Sur le plan cortical, cette économie de manipulation est gage de moins de fatigue, notamment visuelle et mentale, et d’une meilleure focalisation sur l’aspect conceptuel et artistique du montage, simplement en automatisant les tâches répétitives via des raccourcis claviers à une seule touche, facilement digérés par la mémoire procédurale.
Les actions de montage deviennent fluides, un peu comme le jeu d’un musicien qui regarde à peine ses mains, les doigts se posent naturellement au bon endroit. Le conscient n’étant plus sollicité par des actions complexes – dérouler et chercher dans un menu, taper plusieurs touches simultanément, cliquer pour changer de fenêtre -, il laisse à l’inconscient les manipulations simples et réduites à minima et peut ainsi se concentrer sur les contenus.
Depuis la naissance, au début des années 1990, du montage numérique professionnel avec Avid, les logiciels de montage concurrents en ont gardé l’ergonomie de base tout en l’améliorant, pour un gain de productivité non négligeable. Là où il fallait plusieurs touches pour faire un raccourci clavier, ou plusieurs manipulations pour une action simple, il n’en faut aujourd’hui plus qu’une pour les tâches répétitives courantes.

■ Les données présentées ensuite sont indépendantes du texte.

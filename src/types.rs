use std::fmt;
use std::path::PathBuf;

use chrono::NaiveDate;
use serde::{Deserialize, Serialize};

use crate::dates::format_date;

/// Configuration stored in ~/.reactivate/config.json
///
/// Every field is optional in the file; paths left unset resolve under
/// `~/.reactivate/` (see `state`).
#[derive(Debug, Clone, Serialize, Deserialize)]
#[serde(rename_all = "camelCase")]
pub struct Config {
    #[serde(default, skip_serializing_if = "Option::is_none")]
    pub db_path: Option<PathBuf>,
    /// Destination for clients removed after too many contacts.
    #[serde(default, skip_serializing_if = "Option::is_none")]
    pub archive_path: Option<PathBuf>,
    /// Line-per-client bulk input, rewritten after every import.
    #[serde(default, skip_serializing_if = "Option::is_none")]
    pub staging_path: Option<PathBuf>,
    #[serde(default, skip_serializing_if = "Option::is_none")]
    pub template_path: Option<PathBuf>,
    #[serde(default, skip_serializing_if = "Option::is_none")]
    pub outbox_path: Option<PathBuf>,
    /// Days from today until a new or just-contacted client is due again.
    #[serde(default = "default_reminder_offset_days")]
    pub reminder_offset_days: u32,
    /// Visits older than this many 52-week years are refused.
    #[serde(default = "default_max_age_years")]
    pub max_age_years: u32,
    /// Clients contacted more often than this are archived.
    #[serde(default = "default_removal_threshold")]
    pub removal_threshold: u32,
    #[serde(default)]
    pub sender: SenderConfig,
}

fn default_reminder_offset_days() -> u32 {
    30
}

fn default_max_age_years() -> u32 {
    11
}

fn default_removal_threshold() -> u32 {
    1
}

impl Default for Config {
    fn default() -> Self {
        Self {
            db_path: None,
            archive_path: None,
            staging_path: None,
            template_path: None,
            outbox_path: None,
            reminder_offset_days: default_reminder_offset_days(),
            max_age_years: default_max_age_years(),
            removal_threshold: default_removal_threshold(),
            sender: SenderConfig::default(),
        }
    }
}

/// Who reminder messages come from.
#[derive(Debug, Clone, Serialize, Deserialize)]
#[serde(rename_all = "camelCase")]
pub struct SenderConfig {
    #[serde(default = "default_sender_name")]
    pub name: String,
    #[serde(default)]
    pub email: String,
    #[serde(default = "default_contact_number")]
    pub contact_number: String,
    #[serde(default = "default_subject")]
    pub subject: String,
}

fn default_sender_name() -> String {
    "Business owner name".to_string()
}

fn default_contact_number() -> String {
    "123-456-7890".to_string()
}

fn default_subject() -> String {
    "We miss you!".to_string()
}

impl Default for SenderConfig {
    fn default() -> Self {
        Self {
            name: default_sender_name(),
            email: String::new(),
            contact_number: default_contact_number(),
            subject: default_subject(),
        }
    }
}

/// Case-insensitive full-name key. Two different people sharing a name are
/// the same key.
#[derive(Debug, Clone, PartialEq, Eq, Hash)]
pub struct ClientKey {
    first_name: String,
    last_name: String,
}

impl ClientKey {
    pub fn new(first_name: &str, last_name: &str) -> Self {
        Self {
            first_name: first_name.to_lowercase(),
            last_name: last_name.to_lowercase(),
        }
    }

    pub fn first_name(&self) -> &str {
        &self.first_name
    }

    pub fn last_name(&self) -> &str {
        &self.last_name
    }

    pub fn is_ascii(&self) -> bool {
        self.first_name.is_ascii() && self.last_name.is_ascii()
    }

    pub fn matches(&self, first_name: &str, last_name: &str) -> bool {
        self.first_name == first_name.to_lowercase() && self.last_name == last_name.to_lowercase()
    }
}

impl fmt::Display for ClientKey {
    fn fmt(&self, f: &mut fmt::Formatter<'_>) -> fmt::Result {
        write!(f, "{} {}", self.first_name, self.last_name)
    }
}

/// A fully validated client.
#[derive(Debug, Clone, PartialEq, Eq)]
pub struct ClientRecord {
    pub first_name: String,
    pub last_name: String,
    pub last_visit: NaiveDate,
    pub reminder_date: NaiveDate,
    pub email: Option<String>,
    pub times_contacted: u32,
}

impl ClientRecord {
    pub fn key(&self) -> ClientKey {
        ClientKey::new(&self.first_name, &self.last_name)
    }

    pub fn full_name(&self) -> String {
        format!("{} {}", self.first_name, self.last_name)
    }

    /// Whether outreach can actually reach this client.
    pub fn is_contactable(&self) -> bool {
        self.email.as_deref().is_some_and(|e| !e.is_empty())
    }
}

impl fmt::Display for ClientRecord {
    fn fmt(&self, f: &mut fmt::Formatter<'_>) -> fmt::Result {
        write!(
            f,
            "{}, Client's last visit: {}, Client to be reminded on {}, Client's email: {}",
            self.full_name(),
            format_date(self.last_visit),
            format_date(self.reminder_date),
            self.email.as_deref().unwrap_or("None"),
        )
    }
}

La plupart des logiciels de montage offrent d’ailleurs les mêmes raccourcis clavier de base (I : point d’entrée, O : point de sortie, JKL : lecture rapide avant/arrière), le reste étant configuré par défaut par les éditeurs de logiciels. La concurrence des systèmes de montage est telle que ces logiciels offrent plusieurs configurations (layout) de raccourcis, dont celles de ses concurrents : vous pouvez monter sur Da Vinci avec les raccourcis de Premiere ou de Final Cut ; il suffit d’activer le panneau dans le menu des raccourcis. Bien pratique de retrouver ses touches quand on change de logiciel…

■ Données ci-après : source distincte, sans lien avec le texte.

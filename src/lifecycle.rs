//! Contact history: counting reminders, rescheduling, and retiring clients
//! who have been contacted enough.
//!
//! Archiving is the only path that removes a client from the active store.

use std::collections::HashSet;

use thiserror::Error;

use crate::dates::{DateError, DateNormalizer, TemporalConstraint};
use crate::db::{with_store, ClientStore, DbError, OpenStore};
use crate::types::ClientKey;

#[derive(Debug, Error)]
pub enum LifecycleError {
    #[error("{0}")]
    Date(#[from] DateError),

    #[error("Database error: {0}")]
    Store(#[from] DbError),
}

/// Count one completed outreach for each client reached and push their next
/// reminder out by the default offset. Returns how many rows changed.
///
/// Only pass clients a message was actually sent to.
pub fn record_outreach<S: ClientStore>(
    store: &mut S,
    dates: &DateNormalizer,
    contacted: &[ClientKey],
) -> Result<usize, DbError> {
    let contacted: HashSet<&ClientKey> = contacted.iter().collect();
    let next_reminder = dates.default_reminder_string();
    let mut updated = 0;
    for (id, mut row) in store.all_clients()? {
        if !contacted.contains(&row.key()) {
            continue;
        }
        row.times_contacted = row.times_contacted.saturating_add(1);
        row.rem_date = next_reminder.clone();
        store.update_client(id, &row)?;
        updated += 1;
    }
    log::info!("Recorded outreach for {} clients", updated);
    Ok(updated)
}

/// Age out stale clients: every client whose reminder date is strictly in
/// the past gets one more contact counted, whether or not a message went out.
pub fn sweep_rem_date_in_past<S: ClientStore>(
    store: &mut S,
    dates: &DateNormalizer,
) -> Result<usize, DbError> {
    let mut swept = 0;
    for (id, mut row) in store.all_clients()? {
        let reminder = match dates.parse_stored(&row.rem_date) {
            Ok(date) => date,
            Err(e) => {
                log::warn!("Skipping {} in sweep: {}", row.full_name(), e);
                continue;
            }
        };
        if !dates.is_in_past(reminder) {
            continue;
        }
        row.times_contacted = row.times_contacted.saturating_add(1);
        store.update_client(id, &row)?;
        swept += 1;
    }
    log::info!("Sweep counted a contact for {} overdue clients", swept);
    Ok(swept)
}

/// Move every client contacted more than `threshold` times into the archive,
/// unchanged. Returns the full names moved.
///
/// Rows are written to the archive before they leave the active store.
pub fn archive_overdue<A, B>(
    active: &mut A,
    archive: &mut B,
    threshold: u32,
) -> Result<Vec<String>, DbError>
where
    A: ClientStore,
    B: ClientStore,
{
    let overdue: Vec<_> = active
        .all_clients()?
        .into_iter()
        .filter(|(_, row)| row.times_contacted > threshold)
        .collect();

    let mut moved = Vec::with_capacity(overdue.len());
    for (_, row) in &overdue {
        archive.insert_client(row)?;
    }
    for (id, row) in overdue {
        active.remove_client(id)?;
        moved.push(row.full_name());
    }
    if !moved.is_empty() {
        log::info!("Archived {} fully contacted clients", moved.len());
    }
    Ok(moved)
}

/// [`archive_overdue`] across two store locations. The archive commits
/// first, so a failure can leave a client in both stores but never in
/// neither.
pub fn archive_overdue_between<O, P>(
    active: &O,
    archive: &P,
    threshold: u32,
) -> Result<Vec<String>, DbError>
where
    O: OpenStore,
    P: OpenStore,
{
    with_store(active, |active_store| {
        with_store(archive, |archive_store| {
            archive_overdue(active_store, archive_store, threshold)
        })
    })
}

/// Set the reminder date of every client matching `key`. Returns how many
/// rows changed.
pub fn reschedule<S: ClientStore>(
    store: &mut S,
    dates: &DateNormalizer,
    key: &ClientKey,
    raw_date: &str,
) -> Result<usize, LifecycleError> {
    let rem_date = dates.prepare(raw_date, TemporalConstraint::None)?;
    let matching = store.find_clients(key)?;
    for (id, mut row) in matching.iter().cloned() {
        row.rem_date = rem_date.clone();
        store.update_client(id, &row)?;
    }
    if matching.is_empty() {
        log::warn!("No client named {} to reschedule", key);
    }
    Ok(matching.len())
}

/// Set every active client's reminder date.
pub fn set_reminder_for_all<S: ClientStore>(
    store: &mut S,
    dates: &DateNormalizer,
    raw_date: &str,
) -> Result<usize, LifecycleError> {
    let rem_date = dates.prepare(raw_date, TemporalConstraint::None)?;
    let rows = store.all_clients()?;
    for (id, mut row) in rows.iter().cloned() {
        row.rem_date = rem_date.clone();
        store.update_client(id, &row)?;
    }
    Ok(rows.len())
}

#[cfg(test)]
mod tests {
    use super::*;
    use crate::dates::test_clock::normalizer;
    use crate::db::test_utils::client;
    use crate::db::MemoryStore;

    fn rows(store: &MemoryStore) -> Vec<crate::db::DbClient> {
        store
            .all_clients()
            .unwrap()
            .into_iter()
            .map(|(_, c)| c)
            .collect()
    }

    #[test]
    fn test_record_outreach_only_touches_contacted() {
        let mut store = MemoryStore::new();
        store.insert_client(&client("Jim", "Smith", "3/21/2019", 0)).unwrap();
        store.insert_client(&client("Mary", "Lou", "3/21/2019", 0)).unwrap();

        let updated =
            record_outreach(&mut store, &normalizer(), &[ClientKey::new("jim", "SMITH")]).unwrap();
        assert_eq!(updated, 1);

        let after = rows(&store);
        assert_eq!(after[0].times_contacted, 1);
        assert_eq!(after[0].rem_date, "11/16/2026");
        assert_eq!(after[1].times_contacted, 0);
        assert_eq!(after[1].rem_date, "3/21/2019");
    }

    #[test]
    fn test_record_outreach_counts_once_per_call() {
        let mut store = MemoryStore::new();
        store.insert_client(&client("Jim", "Smith", "3/21/2019", 0)).unwrap();
        let key = ClientKey::new("Jim", "Smith");
        record_outreach(&mut store, &normalizer(), &[key.clone(), key]).unwrap();
        assert_eq!(rows(&store)[0].times_contacted, 1);
    }

    #[test]
    fn test_sweep_only_strictly_past() {
        let mut store = MemoryStore::new();
        store.insert_client(&client("Past", "Due", "10/16/2026", 0)).unwrap();
        store.insert_client(&client("Due", "Today", "10/17/2026", 0)).unwrap();
        store.insert_client(&client("Not", "Yet", "12/1/2026", 0)).unwrap();

        assert_eq!(sweep_rem_date_in_past(&mut store, &normalizer()).unwrap(), 1);
        let counts: Vec<u32> = rows(&store).iter().map(|c| c.times_contacted).collect();
        assert_eq!(counts, vec![1, 0, 0]);
        assert_eq!(rows(&store)[0].rem_date, "10/16/2026");
    }

    #[test]
    fn test_sweep_skips_unreadable_reminder_dates() {
        let mut store = MemoryStore::new();
        store.insert_client(&client("Past", "Due", "10/16/2026", 0)).unwrap();
        store.insert_client(&client("Some", "Day", "someday", 0)).unwrap();
        store.insert_client(&client("Long", "Ago", "3/21/2019", 2)).unwrap();

        assert_eq!(sweep_rem_date_in_past(&mut store, &normalizer()).unwrap(), 2);
        let after = rows(&store);
        let counts: Vec<u32> = after.iter().map(|c| c.times_contacted).collect();
        assert_eq!(counts, vec![1, 0, 3]);
        assert_eq!(after[1].rem_date, "someday");
    }

    #[test]
    fn test_archive_moves_only_above_threshold() {
        let mut active = MemoryStore::new();
        let mut archive = MemoryStore::new();
        let twice = client("Jim", "Smith", "3/21/2019", 2);
        active.insert_client(&twice).unwrap();
        active.insert_client(&client("Mary", "Lou", "3/21/2019", 1)).unwrap();

        let moved = archive_overdue(&mut active, &mut archive, 1).unwrap();
        assert_eq!(moved, vec!["Jim Smith"]);
        assert_eq!(rows(&active).len(), 1);
        assert_eq!(rows(&active)[0].first_name, "Mary");
        assert_eq!(rows(&archive), vec![twice]);
    }

    #[test]
    fn test_archive_respects_custom_threshold() {
        let mut active = MemoryStore::new();
        let mut archive = MemoryStore::new();
        active.insert_client(&client("Jim", "Smith", "3/21/2019", 2)).unwrap();
        assert!(archive_overdue(&mut active, &mut archive, 2).unwrap().is_empty());
        assert!(archive.is_empty());
    }

    #[test]
    fn test_archive_between_locations() {
        let active = MemoryStore::new();
        let archive = MemoryStore::new();
        active
            .open()
            .unwrap()
            .insert_client(&client("Jim", "Smith", "3/21/2019", 3))
            .unwrap();
        let moved = archive_overdue_between(&active, &archive, 1).unwrap();
        assert_eq!(moved.len(), 1);
        assert!(active.is_empty());
        assert_eq!(archive.len(), 1);
    }

    #[test]
    fn test_reschedule_validates_date() {
        let mut store = MemoryStore::new();
        store.insert_client(&client("Jim", "Smith", "3/21/2019", 0)).unwrap();
        let key = ClientKey::new("jim", "smith");

        assert_eq!(reschedule(&mut store, &normalizer(), &key, "12-01-26").unwrap(), 1);
        assert_eq!(rows(&store)[0].rem_date, "12/1/2026");

        let err = reschedule(&mut store, &normalizer(), &key, "tomorrow").unwrap_err();
        assert!(matches!(err, LifecycleError::Date(DateError::Format(_))));
        assert_eq!(rows(&store)[0].rem_date, "12/1/2026");

        let nobody = ClientKey::new("No", "Body");
        assert_eq!(reschedule(&mut store, &normalizer(), &nobody, "1/1/2027").unwrap(), 0);
    }

    #[test]
    fn test_set_reminder_for_all() {
        let mut store = MemoryStore::new();
        store.insert_client(&client("Jim", "Smith", "3/21/2019", 0)).unwrap();
        store.insert_client(&client("Mary", "Lou", "4/1/2020", 0)).unwrap();
        assert_eq!(set_reminder_for_all(&mut store, &normalizer(), "10/17/2026").unwrap(), 2);
        assert!(rows(&store).iter().all(|c| c.rem_date == "10/17/2026"));
    }
}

La première source d’économie de clics et tapes est donc un panneau de raccourcis bien programmé, pensé en rapport avec la position des mains : un droitier utilisera idéalement la main gauche sur le clavier et la droite pour le pavé numérique et la souris. La main gauche active, entre autres, les fonctions de lecture avant/arrière (JKL) et de points d’entrée/sortie (I & O situés juste au-dessus de JKL) pendant la phase initiale de dérushage ; ce sera évidemment l’inverse pour un gaucher.

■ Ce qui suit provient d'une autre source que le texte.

//! Reminder messages: email shape check, template rendering and delivery.
//!
//! Actual SMTP delivery lives outside this crate. A [`Transport`] receives
//! fully rendered messages; the bundled [`OutboxTransport`] appends them to an
//! NDJSON file that a mail relay can drain.

use std::collections::HashMap;
use std::fs::OpenOptions;
use std::io::Write;
use std::path::{Path, PathBuf};
use std::sync::OnceLock;

use chrono::Utc;
use regex::{Captures, Regex};
use serde::{Deserialize, Serialize};

use crate::error::OutreachError;
use crate::types::{ClientRecord, SenderConfig};

/// The only shape check performed: an address must contain `@`.
/// An absent or empty address passes.
pub fn validate_email(email: Option<&str>) -> bool {
    match email {
        None => true,
        Some(e) if e.is_empty() => true,
        Some(e) => e.contains('@'),
    }
}

const DEFAULT_TEMPLATE: &str = "Dear ${PERSON_NAME},

It has been a while since your last visit and we miss you! Give us a call at \
${PHONE} to book your next appointment.

Best wishes,
${YOUR_NAME}
";

fn re_placeholder() -> &'static Regex {
    static RE: OnceLock<Regex> = OnceLock::new();
    RE.get_or_init(|| {
        Regex::new(r"\$(?:(\$)|([_A-Za-z][_A-Za-z0-9]*)|\{([_A-Za-z][_A-Za-z0-9]*)\})").unwrap()
    })
}

/// Message body with `$NAME` / `${NAME}` placeholders; `$$` is a literal `$`.
///
/// Known placeholders: `PERSON_NAME`, `PHONE`, `YOUR_NAME`.
#[derive(Debug, Clone)]
pub struct MessageTemplate {
    text: String,
}

impl Default for MessageTemplate {
    fn default() -> Self {
        Self::new(DEFAULT_TEMPLATE)
    }
}

impl MessageTemplate {
    pub fn new(text: impl Into<String>) -> Self {
        Self { text: text.into() }
    }

    pub fn from_file(path: &Path) -> Result<Self, OutreachError> {
        let text = std::fs::read_to_string(path).map_err(|source| OutreachError::Template {
            path: path.display().to_string(),
            source,
        })?;
        Ok(Self::new(text))
    }

    /// Load from `path` when given, otherwise use the built-in text.
    pub fn load(path: Option<&Path>) -> Result<Self, OutreachError> {
        match path {
            Some(p) => Self::from_file(p),
            None => Ok(Self::default()),
        }
    }

    pub fn render(&self, values: &HashMap<&str, &str>) -> Result<String, OutreachError> {
        let mut missing: Option<String> = None;
        let rendered = re_placeholder().replace_all(&self.text, |caps: &Captures| {
            if caps.get(1).is_some() {
                return "$".to_string();
            }
            let name = caps
                .get(2)
                .or_else(|| caps.get(3))
                .map(|m| m.as_str())
                .unwrap_or_default();
            match values.get(name) {
                Some(value) => value.to_string(),
                None => {
                    missing.get_or_insert_with(|| name.to_string());
                    String::new()
                }
            }
        });
        match missing {
            Some(name) => Err(OutreachError::UnknownPlaceholder(name)),
            None => Ok(rendered.into_owned()),
        }
    }

    /// Render the reminder for one recipient.
    pub fn render_for(
        &self,
        recipient: &ClientRecord,
        sender: &SenderConfig,
    ) -> Result<String, OutreachError> {
        let values = HashMap::from([
            ("PERSON_NAME", recipient.first_name.as_str()),
            ("PHONE", sender.contact_number.as_str()),
            ("YOUR_NAME", sender.name.as_str()),
        ]);
        self.render(&values)
    }
}

/// A rendered reminder ready for delivery.
#[derive(Debug, Clone, PartialEq, Eq, Serialize, Deserialize)]
pub struct OutboundMessage {
    pub from: String,
    pub to: String,
    pub subject: String,
    pub body: String,
}

/// Render one message per contactable recipient. Recipients without an
/// address get nothing.
pub fn build_messages(
    recipients: &[ClientRecord],
    template: &MessageTemplate,
    sender: &SenderConfig,
) -> Result<Vec<(ClientRecord, OutboundMessage)>, OutreachError> {
    let mut out = Vec::new();
    for recipient in recipients {
        let Some(to) = recipient.email.as_deref().filter(|e| !e.is_empty()) else {
            continue;
        };
        let message = OutboundMessage {
            from: sender.email.clone(),
            to: to.to_string(),
            subject: sender.subject.clone(),
            body: template.render_for(recipient, sender)?,
        };
        out.push((recipient.clone(), message));
    }
    Ok(out)
}

/// Delivers one message at a time. A send either completes or fails; there is
/// no cancellation of a message already handed over.
pub trait Transport {
    fn send(&mut self, message: &OutboundMessage) -> Result<(), OutreachError>;
}

#[derive(Serialize)]
#[serde(rename_all = "camelCase")]
struct OutboxEntry<'a> {
    queued_at: String,
    #[serde(flatten)]
    message: &'a OutboundMessage,
}

/// Appends each message as one JSON line to an outbox file.
#[derive(Debug, Clone)]
pub struct OutboxTransport {
    path: PathBuf,
}

impl OutboxTransport {
    pub fn new(path: impl Into<PathBuf>) -> Self {
        Self { path: path.into() }
    }
}

impl Transport for OutboxTransport {
    fn send(&mut self, message: &OutboundMessage) -> Result<(), OutreachError> {
        if let Some(parent) = self.path.parent() {
            if !parent.as_os_str().is_empty() {
                std::fs::create_dir_all(parent)?;
            }
        }
        let entry = OutboxEntry {
            queued_at: Utc::now().to_rfc3339(),
            message,
        };
        let line = serde_json::to_string(&entry).map_err(|e| OutreachError::Delivery {
            recipient: message.to.clone(),
            reason: e.to_string(),
        })?;
        let mut file = OpenOptions::new()
            .create(true)
            .append(true)
            .open(&self.path)?;
        writeln!(file, "{}", line)?;
        log::debug!("Queued reminder for {} in {}", message.to, self.path.display());
        Ok(())
    }
}

/// Keeps every message in memory. Addresses listed in `fail_for` are refused.
#[derive(Debug, Clone, Default)]
pub struct RecordingTransport {
    pub sent: Vec<OutboundMessage>,
    pub fail_for: Vec<String>,
}

impl Transport for RecordingTransport {
    fn send(&mut self, message: &OutboundMessage) -> Result<(), OutreachError> {
        if self.fail_for.iter().any(|addr| addr == &message.to) {
            return Err(OutreachError::Delivery {
                recipient: message.to.clone(),
                reason: "refused by recipient server".to_string(),
            });
        }
        self.sent.push(message.clone());
        Ok(())
    }
}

Le sport du monteur consistant à cliquer le moins possible, il faut commencer par analyser le nombre de clics ou tapes que requiert une action. Prenons la méthodologie élémentaire enseignée aux monteurs débutants comme le montage par insertion (ou addition). Une fois les rushes importés, le montage par insertion ou addition consiste à double-cliquer sur le premier plan (dans le chutier), qui apparaît dans le visualiseur à gauche du moniteur de montage, puis de parcourir ce plan avec la souris ou les touches JKL pour en tailler la ou les parties exploitables, via les touches I & O, et enfin à l’envoyer dans la chronologie (timeline) via un raccourci préprogrammé (F9, F10 pour FCPX, virgule (,) et point-virgule (;) pour Premiere) : soit six clics et tapes pour un seul plan posé ; cent plans envoyés dans la séquence représentent donc 600 clics et tapes clavier (sans compter les doubles-clics et mouvements de souris pour la visualisation dont on ne retiendra pas le plan)…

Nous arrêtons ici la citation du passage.